Ghost of a Tale is a game that gets less and less interesting with each passing hour. A slew of mechanics, many of which are startlingly shallow or even superfluous, thereby deterring further play. An intriguing and well-told plot attempts to redeem the situation, but this is insufficient to recommend the game.
Tilo the mouse is the primary character, and we play him in terribly awful conditions – confined in a chamber surrounded by vicious rats. Our mission is to break out of prison and find our loved one. As it turns out later, this is only the beginning of an exciting journey that will bring us to the solution of the Periclave Island mystery. The narrative and the universe shown are undeniably the production’s strongest elements. The narrative is colorful, a little overblown, but most importantly intriguing and expertly delivered through discussion with other characters. The intricacies are revealed through letters and books discovered throughout research, which serve as an excellent supplement to the overall plot.

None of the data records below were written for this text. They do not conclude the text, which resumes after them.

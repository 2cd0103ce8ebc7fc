// src/shape/mod.rs
//! Reshape conventions shared by every loader: wide-to-long melts and their
//! inverse, ZIP label normalization, total-row detection.

use once_cell::sync::Lazy;
use regex::Regex;

// ASCII digits only: `\d` matches any Unicode decimal digit
static ZIP5_ANY: Lazy<Regex> =
    Lazy::new(|| Regex::new(r"([0-9]{5})").expect("valid ZIP regex"));
static ZIP5_FULL: Lazy<Regex> =
    Lazy::new(|| Regex::new(r"^[0-9]{5}$").expect("valid ZIP regex"));
static ZIP_LABEL: Lazy<Regex> =
    Lazy::new(|| Regex::new(r"^ZIP [0-9]{5}$").expect("valid ZIP label regex"));

/// `"ZIP " + digits` for the first 5-digit run anywhere in `raw`.
///
/// `"90802 (Downtown)"` → `"ZIP 90802"`; `"Total"` → `None`.
pub fn zip_label_search(raw: &str) -> Option<String> {
    ZIP5_ANY
        .captures(raw)
        .map(|caps| format!("ZIP {}", &caps[1]))
}

/// `"ZIP " + digits` only when the trimmed cell is exactly five digits.
pub fn zip_label_exact(raw: &str) -> Option<String> {
    let t = raw.trim();
    ZIP5_FULL.is_match(t).then(|| format!("ZIP {}", t))
}

/// Whether `label` has the canonical `"ZIP {5 digits}"` form.
pub fn is_zip_label(label: &str) -> bool {
    ZIP_LABEL.is_match(label)
}

/// Whether a first-column label marks a summary row.
pub fn is_total_label(raw: &str) -> bool {
    raw.trim().eq_ignore_ascii_case("total")
}

/// A wide table: one identifier per row, one value column per category.
///
/// `None` is a value that failed numeric coercion.
#[derive(Debug, Clone, PartialEq)]
pub struct WideTable<I, C> {
    pub ids: Vec<I>,
    pub columns: Vec<(C, Vec<Option<f64>>)>,
}

impl<I, C> WideTable<I, C> {
    pub fn new(ids: Vec<I>) -> Self {
        Self {
            ids,
            columns: Vec::new(),
        }
    }

    /// Append a value column. Short columns are padded with missing values,
    /// long ones truncated to the identifier count.
    pub fn push_column(&mut self, category: C, mut values: Vec<Option<f64>>) {
        values.resize(self.ids.len(), None);
        self.columns.push((category, values));
    }

    pub fn with_column(mut self, category: C, values: Vec<Option<f64>>) -> Self {
        self.push_column(category, values);
        self
    }
}

/// One long-form observation.
#[derive(Debug, Clone, PartialEq)]
pub struct LongRecord<I, C> {
    pub id: I,
    pub category: C,
    pub value: f64,
}

/// Wide-to-long: one record per (id, category) with a value.
///
/// Records come out category-major (every id for the first column, then the
/// next column) and missing values are dropped.
pub fn melt<I: Clone, C: Clone>(wide: &WideTable<I, C>) -> Vec<LongRecord<I, C>> {
    let mut out = Vec::with_capacity(wide.ids.len() * wide.columns.len());
    for (category, values) in &wide.columns {
        for (id, value) in wide.ids.iter().zip(values) {
            if let Some(value) = value {
                out.push(LongRecord {
                    id: id.clone(),
                    category: category.clone(),
                    value: *value,
                });
            }
        }
    }
    out
}

/// Long-to-wide, the inverse of [`melt`].
///
/// Ids and categories keep first-seen order; pairs with no record become
/// `None`. A repeated (id, category) pair keeps the last value.
pub fn pivot<I: Clone + PartialEq, C: Clone + PartialEq>(
    long: &[LongRecord<I, C>],
) -> WideTable<I, C> {
    let mut ids: Vec<I> = Vec::new();
    let mut categories: Vec<C> = Vec::new();
    for rec in long {
        if !ids.contains(&rec.id) {
            ids.push(rec.id.clone());
        }
        if !categories.contains(&rec.category) {
            categories.push(rec.category.clone());
        }
    }

    let mut columns: Vec<(C, Vec<Option<f64>>)> = categories
        .into_iter()
        .map(|c| (c, vec![None; ids.len()]))
        .collect();
    for rec in long {
        let row = ids.iter().position(|i| *i == rec.id);
        let col = columns.iter().position(|(c, _)| *c == rec.category);
        if let (Some(row), Some(col)) = (row, col) {
            columns[col].1[row] = Some(rec.value);
        }
    }

    WideTable { ids, columns }
}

Ghost of a Tale is first and foremost a stealth game. It’s a lot of fun at first, but we rapidly realize the basic mechanics and repetition. We will be obliged to dodge the same adversaries in the same manner every time we have to walk through a specific location since we have no method of eliminating them. Although we may gain armor in the later levels of the game that makes us seem like the rat villains and allows us to roam freely, the game is then cruelly stripped of its major elements and becomes a dull walking simulator. Not only are the mechanics of stealing annoying, but so is the opponents’ artificial intelligence. Opponents’ vision is highly limited, making it easier to slip through the cracks. Even if detection is a possibility, we will get a sign telling us of the amount of threat. If it hits the limit, the adversary will notice us and attack. Because of the size advantage of the opponent, the only option is to flee. Simply hide in the nearest box or barrel around the corner to avoid the torturer. However, if we don’t discover a nearby hiding spot, the hunt will be considerably longer. Even though he couldn’t see us, the rat will miraculously know which direction we turned at the junction.
Despite the fact that the game features several RPG aspects, they were completely overlooked. Aside from an increased life bar, leveling up provides no benefits. Crafting does not exist, which is odd given the abundance of objects to acquire and, ultimately, no purpose for them. However, the talents gained over time have little effect on the manner of play – we will continue to gravitate towards fleeing, often neglecting the stealth component. The game was technically pretty good. The textures are excellent, the frame rate is typically kept at 60 frames per second, and the loading windows are brief. Unfortunately, I had to load my previous save three times during the game since I was unable to complete the assignment. There are also minor issues with the camera, which sometimes zoom in too much in close quarters.
Ghost of a Tale isn’t a horrible game by any means. This is a typical example of a project whose lofty goals outstripped the founders’ real competence. It is now a label reserved solely for fans of adorable rodents.